**Exercise prompt**.
The response must consist of the lines below from the one with "fn resume(&self);" through the one with "fn anchor_offset(&self, anchor: &str)", exactly as they appear and with both ends kept.

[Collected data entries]

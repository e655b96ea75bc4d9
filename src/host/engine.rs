// Crossfade ScrollEngine seam
//
// Abstraction over the host's smooth-scroll engine (locking, offsets,
// anchor queries, pin/scroll-trigger layout refresh). The anchor resolver
// deliberately never relies on a completion callback from this engine;
// it polls offsets until they stabilize.

/// Host-supplied scroll collaborator.
pub trait ScrollEngine: Send + Sync {
    /// Prevent user scrolling (during transitions).
    fn lock(&self);

    /// Re-enable user scrolling.
    fn unlock(&self);

    /// Pause the smooth-scroll engine (during the initial load).
    fn pause(&self);

    /// Resume the smooth-scroll engine.
    fn resume(&self);

    /// Current vertical scroll offset in pixels.
    fn scroll_offset(&self) -> f64;

    /// Scroll to a vertical offset, smoothly or instantly.
    fn scroll_to(&self, y: f64, smooth: bool);

    /// Document position of an anchor element, if it is rendered.
    fn anchor_position(&self, anchor: &str) -> Option<f64>;

    /// Per-element scroll offset (the `data-` attribute), if declared.
    fn anchor_offset(&self, anchor: &str) -> Option<f64>;

    /// Recompute pinned/scroll-triggered layout after a page swap.
    fn refresh_layout(&self);

    /// Whether the viewport is at (or within a pixel of) the top.
    fn at_top(&self) -> bool {
        self.scroll_offset().abs() < 1.0
    }
}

**Solved exercise**.
    fn resume(&self);

    /// Current vertical scroll offset in pixels.
    fn scroll_offset(&self) -> f64;

    /// Scroll to a vertical offset, smoothly or instantly.
    fn scroll_to(&self, y: f64, smooth: bool);

    /// Document position of an anchor element, if it is rendered.
    fn anchor_position(&self, anchor: &str) -> Option<f64>;

    /// Per-element scroll offset (the `data-` attribute), if declared.
    fn anchor_offset(&self, anchor: &str) -> Option<f64>;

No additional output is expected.